UHRF2 Affects DNA 5-Methylcytosine Hydroxylation And Acquisition Of Murine Learning And Memory

DNA methylation is an important part of research on epigenetics. UHRF1 can recruit DNMT1 to DNA replication foci through SRA domain, then methylatenewly synthesized DNA to maintain DNA methylation. UHRF1 also binds methylated histone H3 lysine 9 (H3K9) through its TTD domain. When 187 and proline 188 of TTD domain were mutated in mouse, UHRF1 failed to bind H3K9me2/3, and global DNA methylation was decreased by about 10%, therefore regulating DNA methylation.UHRF2 is a homologous to UHRF1, the two proteins are similar in sequence and arrangement of structural domains.
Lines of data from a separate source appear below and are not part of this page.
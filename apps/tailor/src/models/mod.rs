pub mod form;
pub mod job;
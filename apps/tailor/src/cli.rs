//! Command-line front end: argument parsing, input loading and the
//! interactive regenerate loop.

use std::path::{Path, PathBuf};

use anyhow::{Context, Result};
use clap::{Parser, ValueEnum};
use tokio::io::{AsyncBufRead, AsyncBufReadExt, AsyncWrite, AsyncWriteExt};
use tracing::info;

use crate::controller::{ActionOutcome, JobFormController, SkipReason};
use crate::models::form::{FormInput, ResumeInput, ResumeMode, UploadedFile};
use crate::render::ResultRenderer;
use crate::service::JobService;

const PROMPT: &str = "[r]egenerate, [q]uit > ";

#[derive(Debug, Clone, Copy, PartialEq, Eq, ValueEnum)]
pub enum ModeArg {
    Paste,
    Upload,
}

impl From<ModeArg> for ResumeMode {
    fn from(mode: ModeArg) -> Self {
        match mode {
            ModeArg::Paste => ResumeMode::Paste,
            ModeArg::Upload => ResumeMode::Upload,
        }
    }
}

#[derive(Debug, Parser)]
#[command(name = "tailor", version, about = "Tailor a resume to a job description")]
pub struct Args {
    /// File containing the job description.
    #[arg(long, value_name = "FILE")]
    pub jd: PathBuf,

    #[arg(long, default_value = "")]
    pub company: String,

    /// Plain-text resume to paste.
    #[arg(long, value_name = "FILE", conflicts_with = "resume_file")]
    pub resume: Option<PathBuf>,

    /// Resume document to upload.
    #[arg(long, value_name = "FILE")]
    pub resume_file: Option<PathBuf>,

    /// Resume input mode when neither --resume nor --resume-file is given.
    #[arg(long, value_enum)]
    pub mode: Option<ModeArg>,

    /// Backend origin; overrides TAILOR_BASE_URL.
    #[arg(long, value_name = "URL")]
    pub base_url: Option<String>,

    /// Exit after the first generate instead of prompting.
    #[arg(long)]
    pub once: bool,
}

impl Args {
    pub fn resume_mode(&self) -> ResumeMode {
        if self.resume_file.is_some() {
            ResumeMode::Upload
        } else if self.resume.is_some() {
            ResumeMode::Paste
        } else {
            self.mode.map(ResumeMode::from).unwrap_or_default()
        }
    }
}

/// Reads every file the arguments point at into a `FormInput`.
pub fn load_form(args: &Args) -> Result<FormInput> {
    let job_description = read_text(&args.jd)?;

    let resume = match args.resume_mode() {
        ResumeMode::Paste => match &args.resume {
            Some(path) => ResumeInput::Paste(read_text(path)?),
            None => ResumeInput::Paste(String::new()),
        },
        ResumeMode::Upload => match &args.resume_file {
            Some(path) => ResumeInput::Upload(Some(read_upload(path)?)),
            None => ResumeInput::Upload(None),
        },
    };

    Ok(FormInput {
        job_description,
        company: args.company.clone(),
        resume,
    })
}

fn read_text(path: &Path) -> Result<String> {
    std::fs::read_to_string(path).with_context(|| format!("Failed to read '{}'", path.display()))
}

fn read_upload(path: &Path) -> Result<UploadedFile> {
    let bytes = std::fs::read(path).with_context(|| format!("Failed to read '{}'", path.display()))?;
    let file_name = path
        .file_name()
        .map(|name| name.to_string_lossy().into_owned())
        .with_context(|| format!("'{}' has no file name", path.display()))?;

    Ok(UploadedFile {
        content_type: content_type_for(path).map(str::to_string),
        file_name,
        bytes: bytes.into(),
    })
}

fn content_type_for(path: &Path) -> Option<&'static str> {
    let ext = path.extension()?.to_str()?.to_ascii_lowercase();
    match ext.as_str() {
        "docx" => Some("application/vnd.openxmlformats-officedocument.wordprocessingml.document"),
        "pdf" => Some("application/pdf"),
        "txt" => Some("text/plain"),
        _ => None,
    }
}

#[derive(Debug, Clone, Copy, PartialEq, Eq)]
pub enum Command {
    Regenerate,
    Quit,
}

pub fn parse_command(line: &str) -> Option<Command> {
    match line.trim().to_ascii_lowercase().as_str() {
        "r" | "regenerate" | "redo" => Some(Command::Regenerate),
        "q" | "quit" | "exit" => Some(Command::Quit),
        _ => None,
    }
}

/// Reads commands until `quit` or end of input.
pub async fn run_session<S, R, I, O>(
    controller: &JobFormController<S, R>,
    input: I,
    mut output: O,
) -> Result<()>
where
    S: JobService,
    R: ResultRenderer,
    I: AsyncBufRead + Unpin,
    O: AsyncWrite + Unpin,
{
    let mut lines = input.lines();
    loop {
        output.write_all(PROMPT.as_bytes()).await?;
        output.flush().await?;

        let Some(line) = lines.next_line().await? else {
            break;
        };

        match parse_command(&line) {
            Some(Command::Regenerate) => {
                if controller.regenerate().await == ActionOutcome::Skipped(SkipReason::NoJob) {
                    output
                        .write_all(b"Nothing to regenerate yet.\n")
                        .await?;
                }
            }
            Some(Command::Quit) => break,
            None if line.trim().is_empty() => {}
            None => {
                output
                    .write_all(format!("Unknown command: {}\n", line.trim()).as_bytes())
                    .await?;
            }
        }
    }

    info!("Session ended");
    Ok(())
}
As we have known, like UHRF1, UHRF2 is also an ubiquitin lagase, but the function of UHRF2 is unclear. Can UHRF2 regulate DNA methylation?In order to investigate this, UHRF2 knockout mice were constructed. The mice could be born and grew up healthily when UHRF2 was deleted, and presented little macroscopical difference. Global DNA methylation was normal, but DNA hydroxymethylation was decreased significantly. Both DNA hydroxymethylation and UHRF2 level were high in hippocampus and cortex than in other tissues. To study whether DNA hydroxymethylation and UHRF2 can affect brain development and neurobehavioral function, We performed Open field, Contextual Fear condition and Morris water maze tests, and observed impaired learning and memory in the UHRF2 knockout mice. In summary, UHRF2 affects DNA 5-Methylcytosine hydroxylation and acquisition of murine learning and memory.